FOR THIS NOT TO REOCCUR, This BILL SHOULD HAVE BEEN REPEALED! Bill Clinton could have helped by leading the effort for the repeal of the Gramm bill and the reinstating of even tougher regulations regarding our financial institutions. And when they were done with that, they should have restored the regulations for the airlines, the inspection of our food, the oil industry, OSHA, and every other entity that affects our daily lives. All oversight provisions for any "bailout" should have had enforcement monies attached to them and criminal penalties for all offenders.

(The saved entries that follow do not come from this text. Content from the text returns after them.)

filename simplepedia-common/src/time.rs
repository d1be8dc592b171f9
//! Timestamp utilities

use chrono::{DateTime, Utc};

/// Get current UTC timestamp
pub fn now() -> DateTime<Utc> {
    Utc::now()
}
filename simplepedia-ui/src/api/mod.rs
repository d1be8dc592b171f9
//! HTTP API handlers for simplepedia-ui

pub mod articles;
pub mod error;
pub mod health;
pub mod navigation;
pub mod sections;
pub mod selection;
pub mod sse;

pub use articles::{create_article, get_article, list_articles, update_article};
pub use error::ApiError;
pub use health::health_routes;
pub use navigation::{get_buttons, get_editor, navigate, open_route, press_button};
pub use sections::{list_section_articles, list_sections};
pub use selection::{choose_article, choose_section, clear_selection, get_selection};
pub use sse::event_stream;
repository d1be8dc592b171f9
//! API error responses

use axum::{
    extract::rejection::PathRejection,
    http::StatusCode,
    response::{IntoResponse, Response},
    Json,
};
use serde_json::json;
use simplepedia_common::Error;
use tracing::warn;

/// Errors surfaced to HTTP clients as `{"error": "..."}`
#[derive(Debug, thiserror::Error)]
pub enum ApiError {
    #[error(transparent)]
    Core(#[from] Error),

    #[error("Unknown route: {0}")]
    UnknownRoute(String),

    #[error("Invalid path: {0}")]
    InvalidPath(String),
}

impl From<PathRejection> for ApiError {
    fn from(rejection: PathRejection) -> Self {
        ApiError::InvalidPath(rejection.body_text())
    }
}

impl ApiError {
    fn status(&self) -> StatusCode {
        match self {
            ApiError::Core(Error::ArticleNotFound(_)) | ApiError::UnknownRoute(_) => {
                StatusCode::NOT_FOUND
            }
            ApiError::Core(Error::EmptyTitle)
            | ApiError::Core(Error::InvalidInput(_))
            | ApiError::InvalidPath(_) => StatusCode::BAD_REQUEST,
            ApiError::Core(Error::ButtonDisabled(_)) => StatusCode::CONFLICT,
            ApiError::Core(_) => StatusCode::INTERNAL_SERVER_ERROR,
        }
    }
}

impl IntoResponse for ApiError {
    fn into_response(self) -> Response {
        let status = self.status();
        warn!("Request rejected ({}): {}", status, self);

        let body = Json(json!({
            "error": self.to_string(),
        }));

        (status, body).into_response()
    }
}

6. IF IT'S TOO BIG TO FAIL, THEN THAT MEANS IT'S TOO BIG TO EXIST! Allowing the creation of these mega-mergers and not enforcing the monopoly and anti-trust laws has allowed a number of financial institutions and corporations to become so large, the very thought of their collapse means an even bigger collapse across the entire economy. No ONE or TWO companies should EVER have this kind of power! The so-called "economic Pearl Harbor" can't happen when you have hundreds -- thousands -- of institutions where people have their money. When we have a dozen auto companies, if one goes belly-up, we DON'T FACE A NATIONAL DISASTER! If we have three separately-owned daily newspapers in your town, then one media company can't call all the shots (I know... What am I thinking?! Who reads a paper anymore? Sure glad all those mergers and buyouts left us with a STRONG and "FREE" press!). Laws Should have been enacted to prevent companies from being so large and dominant that with one slingshot to the eye, the GIANT FALLS and DIES. And no institution should be allowed to set up money schemes that NO ONE understands. If you can't explain it in two sentences, you shouldn't be taking anyone's money!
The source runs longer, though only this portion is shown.